XRCC2 O Plasmídeo de Ativação CRISPR (h) oferece uma abordagem direcionada e não destrutiva para regular positivamente a expressão endógena de XRCC2 sem alterar a sequência de ADN subjacente.
XRCC2 O Plasmídeo de Ativação CRISPR (h) é um sistema mediador de ativação sinérgica (SAM) de três plasmídeos, concebido para a regulação positiva transcricional altamente eficiente e específica do locus XRCC2 em linhas celulares humanas. O sistema é construído em torno de uma Cas9 cataliticamente inativa (dCas9) portadora de duas mutações inativadoras (D10A e N863A) que eliminam a atividade nuclease, preservando simultaneamente a ligação ao ADN. Esta dCas9 é fundida com VP64, um potente ativador transcricional, e é coexpressa com um gene de resistência à blasticidina para seleção. O segundo plasmídeo codifica a proteína de fusão MS2-p65-HSF1, um complexo ativador secundário que atua em conjunto com o dCas9-VP64, juntamente com um gene de resistência à higromicina. O terceiro plasmídeo codifica um sgRNA de 20 nt específico para o alvo, fundido a dois aptâmeros de RNA MS2 que recrutam o complexo MS2-p65-HSF1 para o local de ativação, acompanhado por um gene de resistência à puromicina. Os três plasmídeos são administrados numa proporção de massa de 1:1:1 para uma expressão equilibrada de todos os componentes do sistema.

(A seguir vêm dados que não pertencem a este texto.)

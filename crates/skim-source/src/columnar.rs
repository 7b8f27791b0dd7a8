use std::collections::{BTreeMap, HashMap};
use std::sync::OnceLock;

use serde::{Deserialize, Serialize};
use skim_core::errors::{ErrorInfo, SkimError};
use tracing::debug;

use crate::{missing_value, Collection, DataSource, EventScalar, Field};

/// One event stored as named flat arrays, e.g. `Jet_pt`, `GenPart_pdgId`.
#[derive(Debug, Clone, PartialEq, Default, Serialize, Deserialize)]
pub struct ColumnarEvent {
    /// Run number.
    pub run: u32,
    /// Event-level scalars keyed by branch name.
    #[serde(default)]
    pub scalars: BTreeMap<String, f64>,
    /// Per-object arrays keyed by branch name.
    #[serde(default)]
    pub columns: HashMap<String, Vec<f64>>,
}

fn prefix(collection: Collection) -> &'static str {
    match collection {
        Collection::Jet => "Jet",
        Collection::FatJet => "FatJet",
        Collection::GenJet => "GenJet",
        Collection::GenFatJet => "GenJetAK8",
        Collection::GenParticle => "GenPart",
        Collection::JetConstituent => "FatJetPFCand",
        Collection::SecondaryVertex => "SV",
    }
}

fn suffix(field: Field) -> &'static str {
    match field {
        Field::Pt => "pt",
        Field::Eta => "eta",
        Field::Phi => "phi",
        Field::Mass => "mass",
        Field::Area => "area",
        Field::BTagDiscriminant => "btagDeepFlavB",
        Field::HbbScore => "probHbb",
        Field::TopScore => "probTop",
        Field::HbbVsQcd => "HbbvsQCD",
        Field::Tau1 => "tau1",
        Field::Tau2 => "tau2",
        Field::Tau3 => "tau3",
        Field::PdgId => "pdgId",
        Field::Status => "status",
        Field::ParentIndex => "genPartIdxMother",
        Field::Vx => "x",
        Field::Vy => "y",
        Field::Vz => "z",
        Field::Charge => "charge",
        Field::FatJetIndex => "fatJetIdx",
    }
}

static BRANCH_NAMES: OnceLock<HashMap<(Collection, Field), String>> = OnceLock::new();

/// Interned branch name; the table is built on first use.
fn branch_key(collection: Collection, field: Field) -> &'static str {
    let names = BRANCH_NAMES.get_or_init(|| {
        Collection::ALL
            .iter()
            .flat_map(|&collection| {
                Field::ALL.iter().map(move |&field| {
                    ((collection, field), format!("{}_{}", prefix(collection), suffix(field)))
                })
            })
            .collect()
    });
    names
        .get(&(collection, field))
        .map(String::as_str)
        .unwrap_or_default()
}

/// Branch name backing a collection field.
pub fn branch_name(collection: Collection, field: Field) -> String {
    branch_key(collection, field).to_owned()
}

fn scalar_name(scalar: EventScalar) -> &'static str {
    match scalar {
        EventScalar::Rho => "fixedGridRhoFastjetAll",
        EventScalar::MetPt => "MET_pt",
        EventScalar::MetPhi => "MET_phi",
        EventScalar::GenWeight => "genWeight",
    }
}

static RECO_KINEMATICS: [Field; 5] = [Field::Pt, Field::Eta, Field::Phi, Field::Mass, Field::Area];
static GEN_KINEMATICS: [Field; 4] = [Field::Pt, Field::Eta, Field::Phi, Field::Mass];
static JET_TAGGING: [Field; 1] = [Field::BTagDiscriminant];
static GEN_LINKS: [Field; 2] = [Field::PdgId, Field::ParentIndex];

impl ColumnarEvent {
    /// Creates an empty event for the given run.
    pub fn new(run: u32) -> Self {
        Self {
            run,
            ..Self::default()
        }
    }

    /// Inserts a per-object column for a collection field.
    pub fn with_column(mut self, collection: Collection, field: Field, values: Vec<f64>) -> Self {
        self.columns.insert(branch_name(collection, field), values);
        self
    }

    /// Inserts an event scalar.
    pub fn with_scalar(mut self, scalar: EventScalar, value: f64) -> Self {
        self.scalars.insert(scalar_name(scalar).to_string(), value);
        self
    }

    /// Checks that the branches the jet analyzer reads are present and that
    /// every column of a collection has the same length.
    ///
    /// Called once per event when the event is loaded, so a malformed input
    /// fails before any object is processed.
    pub fn validate(&self, is_data: bool) -> Result<(), SkimError> {
        let mut required: Vec<(Collection, &[Field])> = vec![
            (Collection::Jet, &RECO_KINEMATICS[..]),
            (Collection::Jet, &JET_TAGGING[..]),
            (Collection::FatJet, &RECO_KINEMATICS[..]),
        ];
        if !is_data {
            required.push((Collection::GenJet, &GEN_KINEMATICS[..]));
            required.push((Collection::GenFatJet, &GEN_KINEMATICS[..]));
            required.push((Collection::GenParticle, &GEN_KINEMATICS[..]));
            required.push((Collection::GenParticle, &GEN_LINKS[..]));
        }
        for (collection, fields) in required {
            for field in fields {
                let name = branch_key(collection, *field);
                if !self.columns.contains_key(name) {
                    return Err(missing_column(name, self.run));
                }
            }
        }
        for scalar in [EventScalar::Rho, EventScalar::MetPt, EventScalar::MetPhi] {
            let name = scalar_name(scalar);
            if !self.scalars.contains_key(name) {
                return Err(missing_column(name, self.run));
            }
        }

        let mut lengths: BTreeMap<&str, (usize, &str)> = BTreeMap::new();
        for (name, values) in &self.columns {
            let Some((collection, _)) = name.split_once('_') else {
                continue;
            };
            match lengths.get(collection) {
                Some((expected, first)) if *expected != values.len() => {
                    return Err(SkimError::Source(
                        ErrorInfo::new("ragged-collection", "columns of one collection differ in length")
                            .with_context("collection", collection)
                            .with_context("column", name.as_str())
                            .with_context("reference", *first)
                            .with_context("run", self.run.to_string()),
                    ));
                }
                Some(_) => {}
                None => {
                    lengths.insert(collection, (values.len(), name.as_str()));
                }
            }
        }
        debug!(run = self.run, columns = self.columns.len(), "validated columnar event");
        Ok(())
    }

    fn column(&self, collection: Collection, field: Field) -> Option<&Vec<f64>> {
        self.columns.get(branch_key(collection, field))
    }
}

fn missing_column(name: &str, run: u32) -> SkimError {
    SkimError::Source(
        ErrorInfo::new("missing-column", format!("required branch {name} is absent"))
            .with_context("branch", name)
            .with_context("run", run.to_string()),
    )
}

impl DataSource for ColumnarEvent {
    fn size(&self, collection: Collection) -> usize {
        let size_field = match collection {
            Collection::GenParticle => Field::PdgId,
            _ => Field::Pt,
        };
        self.column(collection, size_field).map_or(0, Vec::len)
    }

    fn value(&self, collection: Collection, field: Field, index: usize) -> f64 {
        self.column(collection, field)
            .and_then(|values| values.get(index).copied())
            .unwrap_or_else(|| missing_value(field))
    }

    fn scalar(&self, scalar: EventScalar) -> f64 {
        match self.scalars.get(scalar_name(scalar)) {
            Some(value) => *value,
            None if scalar == EventScalar::GenWeight => 1.0,
            None => 0.0,
        }
    }

    fn run_number(&self) -> u32 {
        self.run
    }
}
use proptest::prelude::*;
use skim_core::LorentzVector;
use skim_truth::{TruthForest, TruthParticle};

fn particle(species: i32, parent: Option<usize>) -> TruthParticle {
    TruthParticle {
        species,
        status: 1,
        momentum: LorentzVector::default(),
        parent,
    }
}

#[test]
fn walks_to_earliest_same_species_copy() {
    // 0: H(25) -> 1: b -> 2: b (radiative copy) -> 3: b
    let forest = TruthForest::new(vec![
        particle(25, None),
        particle(5, Some(0)),
        particle(5, Some(1)),
        particle(-5, Some(2)),
    ]);
    assert_eq!(forest.first_copy(3, 5), 1);
    assert_eq!(forest.first_copy(2, 5), 1);
    assert_eq!(forest.first_copy(1, 5), 1);
}

#[test]
fn fails_closed_on_other_species_or_bad_index() {
    let forest = TruthForest::new(vec![particle(25, None), particle(5, Some(0))]);
    assert_eq!(forest.first_copy(0, 5), 0);
    assert_eq!(forest.first_copy(1, 6), 1);
    assert_eq!(forest.first_copy(17, 5), 17);
}

#[test]
fn malformed_links_terminate_walks() {
    let forest = TruthForest::new(vec![
        particle(5, Some(0)),
        particle(5, Some(99)),
        particle(5, Some(3)),
        particle(5, Some(2)),
    ]);
    assert_eq!(forest.parent(0), None);
    assert_eq!(forest.parent(1), None);
    assert_eq!(forest.first_copy(0, 5), 0);
    assert_eq!(forest.first_copy(1, 5), 1);
    // Two-node cycle: both members resolve to the lower index.
    assert_eq!(forest.first_copy(2, 5), 2);
    assert_eq!(forest.first_copy(3, 5), 2);
    assert!(forest.ancestors(2).count() <= forest.len());
}

#[test]
fn same_species_loop_resolves_to_one_node() {
    let forest = TruthForest::new(vec![
        particle(25, None),
        particle(5, Some(2)),
        particle(-5, Some(1)),
    ]);
    let once = forest.first_copy(1, 5);
    assert_eq!(once, 1);
    assert_eq!(forest.first_copy(once, 5), once);
    assert_eq!(forest.first_copy(2, 5), 1);
}

#[test]
fn chain_entering_a_loop_lands_on_the_loop() {
    // 3 -> 2 -> 1 -> 2: the tail at 3 joins the loop {1, 2}.
    let forest = TruthForest::new(vec![
        particle(25, None),
        particle(5, Some(2)),
        particle(5, Some(1)),
        particle(5, Some(2)),
    ]);
    assert_eq!(forest.first_copy(3, 5), 1);
    assert_eq!(forest.first_copy(1, 5), 1);
}

fn forest_strategy() -> impl Strategy<Value = TruthForest> {
    prop::collection::vec((prop::sample::select(vec![5, -5, 6, 15, 25, 37]), any::<u16>()), 1..40)
        .prop_map(|raw| {
            // Parents may point anywhere in the arena, so loops are generated too.
            let len = raw.len();
            let particles = raw
                .into_iter()
                .map(|(species, link)| {
                    let parent = if link % 5 == 0 {
                        None
                    } else {
                        Some(link as usize % len)
                    };
                    particle(species, parent)
                })
                .collect();
            TruthForest::new(particles)
        })
}

proptest! {
    #[test]
    fn first_copy_is_a_fixed_point(forest in forest_strategy(), start in 0usize..40, species in prop::sample::select(vec![5, 6, 15, 25])) {
        let once = forest.first_copy(start, species);
        let twice = forest.first_copy(once, species);
        prop_assert_eq!(once, twice);
    }

    #[test]
    fn first_copy_never_changes_species(forest in forest_strategy(), start in 0usize..40, species in prop::sample::select(vec![5, 6, 15, 25])) {
        let copy = forest.first_copy(start, species);
        if let (Some(origin), Some(found)) = (forest.get(start), forest.get(copy)) {
            if origin.is_species(species) {
                prop_assert!(found.is_species(species));
            } else {
                prop_assert_eq!(copy, start);
            }
        }
    }
}
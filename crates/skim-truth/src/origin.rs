use serde::{Deserialize, Serialize};
use skim_core::{JetKind, LorentzVector};

use crate::forest::TruthForest;

/// Species of the intermediate (light) resonance a parton must come from.
pub const LIGHT_RESONANCE: i32 = 25;
/// Species of the heavy resonance that may sit above the light one.
pub const HEAVY_RESONANCE: i32 = 37;

/// Truth-origin label attached to a corrected jet.
#[derive(Debug, Clone, Copy, PartialEq, Eq, Hash, Serialize, Deserialize)]
#[serde(into = "i32", try_from = "i32")]
pub enum OriginLabel {
    /// No matched parton chain through the light resonance.
    Unmatched,
    /// Partons come from a light resonance with no heavy resonance above it.
    LightResonance,
    /// Every matched light resonance was produced by the heavy resonance.
    HeavyResonance,
}

impl OriginLabel {
    /// Integer encoding written to the output (`-1`, `1`, `2`).
    pub fn code(&self) -> i32 {
        match self {
            OriginLabel::Unmatched => -1,
            OriginLabel::LightResonance => 1,
            OriginLabel::HeavyResonance => 2,
        }
    }
}

impl From<OriginLabel> for i32 {
    fn from(label: OriginLabel) -> i32 {
        label.code()
    }
}

impl TryFrom<i32> for OriginLabel {
    type Error = String;

    fn try_from(code: i32) -> Result<Self, Self::Error> {
        match code {
            -1 => Ok(OriginLabel::Unmatched),
            1 => Ok(OriginLabel::LightResonance),
            2 => Ok(OriginLabel::HeavyResonance),
            other => Err(format!("invalid origin label {other}")),
        }
    }
}

/// Maximum angular distance between a parton and the reference jet.
pub fn match_radius(kind: JetKind) -> f64 {
    match kind {
        JetKind::Ak4 => 0.3,
        JetKind::Ak8 => 0.4,
    }
}

/// Number of distinct matched partons needed before a label is returned.
pub fn required_partons(kind: JetKind) -> usize {
    match kind {
        JetKind::Ak4 => 1,
        JetKind::Ak8 => 2,
    }
}

/// Classifies where the partons behind a jet come from.
///
/// `reference` is the generator jet matched during smearing; without one the
/// jet is [`OriginLabel::Unmatched`]. Particles of `target` species are
/// scanned in collection order and reduced to their first copy; a first copy
/// within [`match_radius`] of the reference whose parent is a
/// [`LIGHT_RESONANCE`] counts as a matched parton. Each distinct first copy
/// counts once. As soon as [`required_partons`] are matched the label is
/// [`OriginLabel::HeavyResonance`] if the first copy of every matched light
/// resonance has a [`HEAVY_RESONANCE`] parent, otherwise
/// [`OriginLabel::LightResonance`].
pub fn classify_origin(
    forest: &TruthForest,
    reference: Option<&LorentzVector>,
    target: i32,
    kind: JetKind,
) -> OriginLabel {
    let Some(reference) = reference else {
        return OriginLabel::Unmatched;
    };
    let radius = match_radius(kind);
    let required = required_partons(kind);
    let mut counted: Vec<usize> = Vec::with_capacity(required);
    let mut all_heavy = true;

    for (index, particle) in forest.particles().iter().enumerate() {
        if !particle.is_species(target) {
            continue;
        }
        let copy = forest.first_copy(index, target);
        if counted.contains(&copy) {
            continue;
        }
        let Some(parton) = forest.get(copy) else {
            continue;
        };
        if parton.momentum.delta_r(reference) >= radius {
            continue;
        }
        let Some(resonance) = forest.parent(copy) else {
            continue;
        };
        if !forest
            .get(resonance)
            .is_some_and(|node| node.is_species(LIGHT_RESONANCE))
        {
            continue;
        }

        counted.push(copy);
        let resonance = forest.first_copy(resonance, LIGHT_RESONANCE);
        let from_heavy = forest
            .parent(resonance)
            .and_then(|grand| forest.get(grand))
            .is_some_and(|node| node.is_species(HEAVY_RESONANCE));
        all_heavy &= from_heavy;

        if counted.len() == required {
            return if all_heavy {
                OriginLabel::HeavyResonance
            } else {
                OriginLabel::LightResonance
            };
        }
    }
    OriginLabel::Unmatched
}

Uma vez montado no locus alvo, o complexo SAM liga-se a cerca de 200 pb a montante do local de início da transcrição XRCC2, onde VP64, p65 e HSF1 atuam em conjunto para recrutar a maquinaria transcricional e impulsionar a regulação positiva da expressão endógena de XRCC2. Ao contrário da Cas9 com atividade nuclease, o dCas9 não introduz quebras de cadeia dupla nem modifica a sequência genómica, preservando o locus XRCC2 nativo e permitindo o estudo de respostas transcricionais dependentes de XRCC2 no locus endógeno, tornando-o uma ferramenta valiosa para estudos funcionais, identificação de genes-alvo e modelagem da restauração da via XRCC2 em células tumorais com expressão de XRCC2 silenciada ou reduzida.
Apenas para uso em investigação. Não se destina a uso diagnóstico ou terapêutico.